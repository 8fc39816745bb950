//! # Fabquote CLI Application
//!
//! Prices a quotation line from the terminal.
//!
//! ```text
//! pricing_cli [request.json] [--catalog catalog.toml] [--config config.toml]
//! ```
//!
//! With a request file the line is read as `CalculationInputs` JSON.
//! Without one, a clear acrylic flat panel is priced from prompted values.
//! Logging goes to stderr and honours `RUST_LOG` (default `info`).

use std::fs;
use std::io::{self, BufRead, Write};
use std::path::PathBuf;

use pricing_core::calculations::{compute, CalculationInputs, CalculationResult};
use pricing_core::catalog::Catalog;
use pricing_core::config::EngineConfig;
use pricing_core::errors::{PricingError, PricingResult};
use tracing::{info, warn};
use tracing_subscriber::{fmt, EnvFilter};

const USAGE: &str = "usage: pricing_cli [request.json] [--catalog catalog.toml] [--config config.toml]";

#[derive(Debug, Default)]
struct Args {
    request: Option<PathBuf>,
    catalog: Option<PathBuf>,
    config: Option<PathBuf>,
}

fn parse_args(mut args: impl Iterator<Item = String>) -> Result<Args, String> {
    let mut parsed = Args::default();
    while let Some(arg) = args.next() {
        match arg.as_str() {
            "--catalog" => {
                parsed.catalog = Some(args.next().ok_or("--catalog needs a file")?.into());
            }
            "--config" => {
                parsed.config = Some(args.next().ok_or("--config needs a file")?.into());
            }
            "-h" | "--help" => return Err(USAGE.to_string()),
            flag if flag.starts_with("--") => return Err(format!("unknown flag {flag}\n{USAGE}")),
            path => {
                if parsed.request.is_some() {
                    return Err(format!("unexpected argument {path}\n{USAGE}"));
                }
                parsed.request = Some(path.into());
            }
        }
    }
    Ok(parsed)
}

fn init_logging() {
    let filter = EnvFilter::try_from_default_env().unwrap_or_else(|_| EnvFilter::new("info"));
    fmt()
        .with_env_filter(filter)
        .with_target(true)
        .with_writer(io::stderr)
        .init();
}

fn read_file(path: &PathBuf) -> PricingResult<String> {
    fs::read_to_string(path).map_err(|e| PricingError::Internal {
        message: format!("cannot read {}: {e}", path.display()),
    })
}

fn load_catalog(path: Option<&PathBuf>) -> PricingResult<Catalog> {
    match path {
        Some(path) => {
            let catalog = Catalog::from_toml_str(&read_file(path)?)?;
            info!(
                path = %path.display(),
                families = catalog.families.len(),
                materials = catalog.materials.len(),
                options = catalog.options.len(),
                "loaded catalog"
            );
            Ok(catalog)
        }
        None => Ok(Catalog::builtin().clone()),
    }
}

fn load_config(path: Option<&PathBuf>) -> PricingResult<EngineConfig> {
    match path {
        Some(path) => {
            let config = EngineConfig::from_toml_str(&read_file(path)?)?;
            info!(path = %path.display(), "loaded engine config");
            Ok(config)
        }
        None => Ok(EngineConfig::default()),
    }
}

fn prompt_f64(prompt: &str, default: f64) -> f64 {
    print!("{}", prompt);
    if io::stdout().flush().is_err() {
        return default;
    }

    let mut input = String::new();
    if io::stdin().lock().read_line(&mut input).is_err() {
        return default;
    }

    input.trim().parse().unwrap_or(default)
}

fn demo_inputs() -> CalculationInputs {
    let width_mm = prompt_f64("Enter panel width (mm) [1000]: ", 1000.0);
    let height_mm = prompt_f64("Enter panel height (mm) [500]: ", 500.0);
    let thickness_mm = prompt_f64("Enter thickness (mm) [3]: ", 3.0);
    let quantity = prompt_f64("Enter quantity [10]: ", 10.0).max(0.0).round() as u32;

    CalculationInputs::new("flat-panel", "acrylic-clear", thickness_mm, width_mm, height_mm, 0.0, quantity)
}

fn run(args: &Args) -> PricingResult<()> {
    let catalog = load_catalog(args.catalog.as_ref())?;
    let config = load_config(args.config.as_ref())?;

    let inputs: CalculationInputs = match &args.request {
        Some(path) => serde_json::from_str(&read_file(path)?)?,
        None => {
            println!("No request file given. Pricing a clear acrylic flat panel...");
            println!();
            demo_inputs()
        }
    };

    if let Err(e) = inputs.validate(&catalog) {
        warn!(code = e.error_code(), "{e}");
    }

    let result = compute(&inputs, &catalog, &config);
    print_report(&inputs, &result, &catalog);

    println!();
    println!("JSON Output:");
    println!("{}", serde_json::to_string_pretty(&result)?);
    Ok(())
}

fn print_report(inputs: &CalculationInputs, result: &CalculationResult, catalog: &Catalog) {
    let family = catalog
        .family(&inputs.family_id)
        .map_or(inputs.family_id.as_str(), |f| f.name.as_str());
    let material = catalog
        .material(&inputs.material_id)
        .map_or(inputs.material_id.as_str(), |m| m.name.as_str());
    let b = &result.breakdown;
    let p = &result.packaging;

    println!("═══════════════════════════════════════");
    println!("  QUOTATION LINE");
    println!("═══════════════════════════════════════");
    println!();
    println!("Input:");
    println!("  Product:   {}", family);
    if let Some(subtype) = inputs.stand_subtype() {
        println!("  Subtype:   {}", subtype.display_name());
    }
    println!("  Material:  {} {:.1} mm", material, inputs.thickness_mm);
    println!(
        "  Size:      {:.0} x {:.0} x {:.0} mm",
        inputs.width_mm, inputs.height_mm, inputs.depth_mm
    );
    println!("  Quantity:  {}", inputs.quantity);
    let selected: Vec<&str> = inputs
        .selected_options
        .iter()
        .filter(|(_, on)| **on)
        .map(|(id, _)| id.as_str())
        .collect();
    if !selected.is_empty() {
        println!("  Options:   {}", selected.join(", "));
    }
    println!();
    println!("Per piece:");
    println!("  Surface    {:>10.4} m²", result.surface_m2);
    println!("  Weight     {:>10.3} kg", result.unit_weight_kg);
    println!("  Material   {:>10.2}", b.material_cost);
    println!("  Waste      {:>10.2}", b.waste_cost);
    println!("  Labor      {:>10.2}", b.labor_cost);
    println!("  Options    {:>10.2}", b.options_cost);
    println!("  Margin     {:>10.2}", b.margin);
    println!();
    println!("Shipping:");
    println!(
        "  Carton     {:.0} x {:.0} x {:.0} mm, {} per carton",
        p.box_width_mm, p.box_height_mm, p.box_depth_mm, p.pieces_per_box
    );
    println!(
        "  Cartons    {} ({} per layer, {} layers)",
        p.boxes_needed, p.boxes_per_layer, p.layers_per_pallet
    );
    println!("  Pallets    {}", p.pallets_needed);
    println!("  Weight     {:.1} kg", p.total_weight_kg);
    println!();
    println!("═══════════════════════════════════════");
    println!(
        "  UNIT {:.2}   TOTAL {:.2}",
        result.unit_price, result.total_price
    );
    println!("═══════════════════════════════════════");
}

fn main() {
    init_logging();

    let args = match parse_args(std::env::args().skip(1)) {
        Ok(args) => args,
        Err(msg) => {
            eprintln!("{}", msg);
            std::process::exit(2);
        }
    };

    println!("Fabquote CLI - Quotation Pricing");
    println!("================================");
    println!();

    if let Err(e) = run(&args) {
        eprintln!("Error: {}", e);
        if let Ok(json) = serde_json::to_string_pretty(&e) {
            eprintln!();
            eprintln!("Error JSON:");
            eprintln!("{}", json);
        }
        std::process::exit(1);
    }
}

**WHAT THIS TASK INVOLVES**: The answer must be a word-for-word reproduction of every record above.

**ANSWER SPACE**:
repository 8fc39816745bb950
//! # Fabquote CLI Application
//!
//! Prices a quotation line from the terminal.
//!
//! ```text
//! pricing_cli [request.json] [--catalog catalog.toml] [--config config.toml]
//! ```
//!
//! With a request file the line is read as `CalculationInputs` JSON.
//! Without one, a clear acrylic flat panel is priced from prompted values.
//! Logging goes to stderr and honours `RUST_LOG` (default `info`).

use std::fs;
use std::io::{self, BufRead, Write};
use std::path::PathBuf;

use pricing_core::calculations::{compute, CalculationInputs, CalculationResult};
use pricing_core::catalog::Catalog;
use pricing_core::config::EngineConfig;
use pricing_core::errors::{PricingError, PricingResult};
use tracing::{info, warn};
use tracing_subscriber::{fmt, EnvFilter};

const USAGE: &str = "usage: pricing_cli [request.json] [--catalog catalog.toml] [--config config.toml]";

#[derive(Debug, Default)]
struct Args {
    request: Option<PathBuf>,
    catalog: Option<PathBuf>,
    config: Option<PathBuf>,
}

fn parse_args(mut args: impl Iterator<Item = String>) -> Result<Args, String> {
    let mut parsed = Args::default();
    while let Some(arg) = args.next() {
        match arg.as_str() {
            "--catalog" => {
                parsed.catalog = Some(args.next().ok_or("--catalog needs a file")?.into());
            }
            "--config" => {
                parsed.config = Some(args.next().ok_or("--config needs a file")?.into());
            }
            "-h" | "--help" => return Err(USAGE.to_string()),
            flag if flag.starts_with("--") => return Err(format!("unknown flag {flag}\n{USAGE}")),
            path => {
                if parsed.request.is_some() {
                    return Err(format!("unexpected argument {path}\n{USAGE}"));
                }
                parsed.request = Some(path.into());
            }
        }
    }
    Ok(parsed)
}

fn init_logging() {
    let filter = EnvFilter::try_from_default_env().unwrap_or_else(|_| EnvFilter::new("info"));
    fmt()
        .with_env_filter(filter)
        .with_target(true)
        .with_writer(io::stderr)
        .init();
}

fn read_file(path: &PathBuf) -> PricingResult<String> {
    fs::read_to_string(path).map_err(|e| PricingError::Internal {
        message: format!("cannot read {}: {e}", path.display()),
    })
}

fn load_catalog(path: Option<&PathBuf>) -> PricingResult<Catalog> {
    match path {
        Some(path) => {
            let catalog = Catalog::from_toml_str(&read_file(path)?)?;
            info!(
                path = %path.display(),
                families = catalog.families.len(),
                materials = catalog.materials.len(),
                options = catalog.options.len(),
                "loaded catalog"
            );
            Ok(catalog)
        }
        None => Ok(Catalog::builtin().clone()),
    }
}

fn load_config(path: Option<&PathBuf>) -> PricingResult<EngineConfig> {
    match path {
        Some(path) => {
            let config = EngineConfig::from_toml_str(&read_file(path)?)?;
            info!(path = %path.display(), "loaded engine config");
            Ok(config)
        }
        None => Ok(EngineConfig::default()),
    }
}

fn prompt_f64(prompt: &str, default: f64) -> f64 {
    print!("{}", prompt);
    if io::stdout().flush().is_err() {
        return default;
    }

    let mut input = String::new();
    if io::stdin().lock().read_line(&mut input).is_err() {
        return default;
    }

    input.trim().parse().unwrap_or(default)
}

fn demo_inputs() -> CalculationInputs {
    let width_mm = prompt_f64("Enter panel width (mm) [1000]: ", 1000.0);
    let height_mm = prompt_f64("Enter panel height (mm) [500]: ", 500.0);
    let thickness_mm = prompt_f64("Enter thickness (mm) [3]: ", 3.0);
    let quantity = prompt_f64("Enter quantity [10]: ", 10.0).max(0.0).round() as u32;

    CalculationInputs::new("flat-panel", "acrylic-clear", thickness_mm, width_mm, height_mm, 0.0, quantity)
}

fn run(args: &Args) -> PricingResult<()> {
    let catalog = load_catalog(args.catalog.as_ref())?;
    let config = load_config(args.config.as_ref())?;

    let inputs: CalculationInputs = match &args.request {
        Some(path) => serde_json::from_str(&read_file(path)?)?,
        None => {
            println!("No request file given. Pricing a clear acrylic flat panel...");
            println!();
            demo_inputs()
        }
    };

    if let Err(e) = inputs.validate(&catalog) {
        warn!(code = e.error_code(), "{e}");
    }

    let result = compute(&inputs, &catalog, &config);
    print_report(&inputs, &result, &catalog);

    println!();
    println!("JSON Output:");
    println!("{}", serde_json::to_string_pretty(&result)?);
    Ok(())
}

fn print_report(inputs: &CalculationInputs, result: &CalculationResult, catalog: &Catalog) {
    let family = catalog
        .family(&inputs.family_id)
        .map_or(inputs.family_id.as_str(), |f| f.name.as_str());
    let material = catalog
        .material(&inputs.material_id)
        .map_or(inputs.material_id.as_str(), |m| m.name.as_str());
    let b = &result.breakdown;
    let p = &result.packaging;

    println!("═══════════════════════════════════════");
    println!("  QUOTATION LINE");
    println!("═══════════════════════════════════════");
    println!();
    println!("Input:");
    println!("  Product:   {}", family);
    if let Some(subtype) = inputs.stand_subtype() {
        println!("  Subtype:   {}", subtype.display_name());
    }
    println!("  Material:  {} {:.1} mm", material, inputs.thickness_mm);
    println!(
        "  Size:      {:.0} x {:.0} x {:.0} mm",
        inputs.width_mm, inputs.height_mm, inputs.depth_mm
    );
    println!("  Quantity:  {}", inputs.quantity);
    let selected: Vec<&str> = inputs
        .selected_options
        .iter()
        .filter(|(_, on)| **on)
        .map(|(id, _)| id.as_str())
        .collect();
    if !selected.is_empty() {
        println!("  Options:   {}", selected.join(", "));
    }
    println!();
    println!("Per piece:");
    println!("  Surface    {:>10.4} m²", result.surface_m2);
    println!("  Weight     {:>10.3} kg", result.unit_weight_kg);
    println!("  Material   {:>10.2}", b.material_cost);
    println!("  Waste      {:>10.2}", b.waste_cost);
    println!("  Labor      {:>10.2}", b.labor_cost);
    println!("  Options    {:>10.2}", b.options_cost);
    println!("  Margin     {:>10.2}", b.margin);
    println!();
    println!("Shipping:");
    println!(
        "  Carton     {:.0} x {:.0} x {:.0} mm, {} per carton",
        p.box_width_mm, p.box_height_mm, p.box_depth_mm, p.pieces_per_box
    );
    println!(
        "  Cartons    {} ({} per layer, {} layers)",
        p.boxes_needed, p.boxes_per_layer, p.layers_per_pallet
    );
    println!("  Pallets    {}", p.pallets_needed);
    println!("  Weight     {:.1} kg", p.total_weight_kg);
    println!();
    println!("═══════════════════════════════════════");
    println!(
        "  UNIT {:.2}   TOTAL {:.2}",
        result.unit_price, result.total_price
    );
    println!("═══════════════════════════════════════");
}

fn main() {
    init_logging();

    let args = match parse_args(std::env::args().skip(1)) {
        Ok(args) => args,
        Err(msg) => {
            eprintln!("{}", msg);
            std::process::exit(2);
        }
    };

    println!("Fabquote CLI - Quotation Pricing");
    println!("================================");
    println!();

    if let Err(e) = run(&args) {
        eprintln!("Error: {}", e);
        if let Ok(json) = serde_json::to_string_pretty(&e) {
            eprintln!();
            eprintln!("Error JSON:");
            eprintln!("{}", json);
        }
        std::process::exit(1);
    }
}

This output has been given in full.